We most certainly DID abandon the efforts in Somalia because of the loss of soldiers. The American public simply wouldn't tolerate it. There was arguably no national security issues at stake when we went. The mass starvation was all over the news and Papa Bush was guilted into going there. The American public wanted to feed people, not fight a war. If they'd thought we'd have a protracted military conflict before the decision was made they would have never supported it in the first place and Clinton would have never had to clean up the mess.

"We are willing to keep losing soldiers in Iraq and Afghanistan"

The majority of US voters, like it or not, have either supported or gone along with both those wars. They knew we'd take lots of casualties and effectively given our leaders permission to wage war in both those countries.

"But we ARE there now, not to help feed them as far as I know. Have been for a while."

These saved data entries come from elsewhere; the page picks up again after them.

use std::collections::HashSet;
use std::path::{Component, Path, PathBuf};

use serde::{Deserialize, Serialize};
use tracing::{info, warn};

use crate::core::error::{LauncherError, LauncherResult};
use crate::core::installation::layout::{plugins_relative, INJECTOR_MODULE_NAME, MOD_CACHE_DIR};
use crate::core::installation::InstallationType;

const RELEASES_BASE_URL: &str = "https://github.com/Chiv2-Community";

/// Which build of the plugin binaries to fetch.
#[derive(Debug, Clone, Copy, Default, PartialEq, Eq)]
pub enum BuildFlavor {
    #[default]
    Release,
    /// `_dbg.dll` builds, which write plugin logs.
    Debug,
}

impl BuildFlavor {
    pub fn from_plugin_logging(enabled: bool) -> Self {
        if enabled {
            BuildFlavor::Debug
        } else {
            BuildFlavor::Release
        }
    }
}

#[derive(Debug, Clone, Copy, Serialize, Deserialize, PartialEq, Eq)]
#[serde(rename_all = "lowercase")]
pub enum EntryKind {
    /// Helper module injected into the game at modded launch.
    Injector,
    /// Plugin loaded by the injector from the plugins directory.
    Plugin,
}

/// One remote file managed as part of the install/remove lifecycle.
#[derive(Debug, Clone, Serialize, Deserialize, PartialEq, Eq)]
pub struct ManifestEntry {
    pub id: String,
    pub source_url: String,
    #[serde(default, skip_serializing_if = "Option::is_none")]
    pub debug_source_url: Option<String>,
    /// Relative to the game root.
    pub destination: PathBuf,
    #[serde(default, skip_serializing_if = "Option::is_none")]
    pub sha1: Option<String>,
    pub kind: EntryKind,
    /// Empty means every installation type.
    #[serde(default, skip_serializing_if = "Vec::is_empty")]
    pub installation_types: Vec<InstallationType>,
}

impl ManifestEntry {
    pub fn url_for(&self, flavor: BuildFlavor) -> &str {
        match (flavor, &self.debug_source_url) {
            (BuildFlavor::Debug, Some(url)) => url,
            _ => &self.source_url,
        }
    }

    pub fn applies_to(&self, installation: InstallationType) -> bool {
        self.installation_types.is_empty() || self.installation_types.contains(&installation)
    }
}

/// Ordered, declarative list of plugin files.
#[derive(Debug, Clone, Serialize, Deserialize, PartialEq, Eq)]
pub struct PluginManifest {
    pub entries: Vec<ManifestEntry>,
}

impl Default for PluginManifest {
    fn default() -> Self {
        let mut entries = vec![release_entry(
            "C2PluginLoader",
            "XAPOFX1_5",
            Path::new(MOD_CACHE_DIR).join(INJECTOR_MODULE_NAME),
            EntryKind::Injector,
        )];

        for plugin in ["C2AssetLoaderPlugin", "C2ServerPlugin", "C2BrowserPlugin"] {
            entries.push(release_entry(
                plugin,
                plugin,
                plugins_relative().join(format!("{plugin}.dll")),
                EntryKind::Plugin,
            ));
        }

        Self { entries }
    }
}

fn release_entry(
    repo: &str,
    asset: &str,
    destination: PathBuf,
    kind: EntryKind,
) -> ManifestEntry {
    let base = format!("{RELEASES_BASE_URL}/{repo}/releases/latest/download/{asset}");
    ManifestEntry {
        id: repo.to_string(),
        source_url: format!("{base}.dll"),
        debug_source_url: Some(format!("{base}_dbg.dll")),
        destination,
        sha1: None,
        kind,
        installation_types: Vec::new(),
    }
}

impl PluginManifest {
    /// Load the manifest override at `path`, falling back to the built-in
    /// manifest when the file does not exist.
    pub fn load_or_default(path: &Path) -> LauncherResult<Self> {
        let raw = match std::fs::read_to_string(path) {
            Ok(raw) => raw,
            Err(e) if e.kind() == std::io::ErrorKind::NotFound => {
                return Ok(Self::default());
            }
            Err(e) => return Err(LauncherError::io(path, e)),
        };

        let manifest: PluginManifest = serde_json::from_str(&raw)?;
        manifest.validate()?;
        info!(
            "Loaded plugin manifest override from {:?} ({} entries)",
            path,
            manifest.entries.len()
        );
        Ok(manifest)
    }

    pub fn validate(&self) -> LauncherResult<()> {
        let mut seen = HashSet::new();
        let mut destinations = HashSet::new();
        let mut injectors = 0;

        for entry in &self.entries {
            if !seen.insert(entry.id.as_str()) {
                return Err(LauncherError::Manifest(format!(
                    "duplicate entry id '{}'",
                    entry.id
                )));
            }
            if entry.source_url.trim().is_empty() {
                return Err(LauncherError::Manifest(format!(
                    "entry '{}' has no source_url",
                    entry.id
                )));
            }
            if !is_contained_relative(&entry.destination) {
                return Err(LauncherError::Manifest(format!(
                    "entry '{}' destination {:?} must stay inside the game root",
                    entry.id, entry.destination
                )));
            }
            if !destinations.insert(normalized(&entry.destination)) {
                return Err(LauncherError::Manifest(format!(
                    "entry '{}' reuses destination {:?}",
                    entry.id, entry.destination
                )));
            }
            if entry.kind == EntryKind::Injector {
                injectors += 1;
            }
        }

        if injectors > 1 {
            return Err(LauncherError::Manifest(format!(
                "{injectors} injector entries, expected at most one"
            )));
        }
        if self.entries.is_empty() {
            warn!("Plugin manifest is empty");
        }

        Ok(())
    }

    /// Entries applicable to `installation`.
    ///
    /// Fails with `InstallationTypeNotSet` for `NotSet`.
    pub fn entries_for(
        &self,
        installation: InstallationType,
    ) -> LauncherResult<Vec<&ManifestEntry>> {
        if !installation.is_set() {
            return Err(LauncherError::InstallationTypeNotSet);
        }

        Ok(self
            .entries
            .iter()
            .filter(|entry| entry.applies_to(installation))
            .collect())
    }

    pub fn injector(&self) -> Option<&ManifestEntry> {
        self.entries
            .iter()
            .find(|entry| entry.kind == EntryKind::Injector)
    }
}

/// Relative, without `..`, and naming at least one file below the root.
fn is_contained_relative(path: &Path) -> bool {
    let mut named = false;
    for component in path.components() {
        match component {
            Component::Normal(_) => named = true,
            Component::CurDir => {}
            _ => return false,
        }
    }
    named
}

fn normalized(path: &Path) -> PathBuf {
    path.components()
        .filter(|component| !matches!(component, Component::CurDir))
        .collect()
}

We have special operations there now as part of the GWOT. Like or not, the public, through the votes they cast, have given our government a blank check to pretty much go kill people anywhere if it's supposedly related to the war on terror.

Americans are simply not willing to wage a war to feed people. ESPECIALLY in Somalia where we already got burned once. So no, the memory of Blackhawk Down and Americans being dragged through the streets in Mogadishu are way too recent for there to be any chance the citizens of the United States authorize helping those starving people again.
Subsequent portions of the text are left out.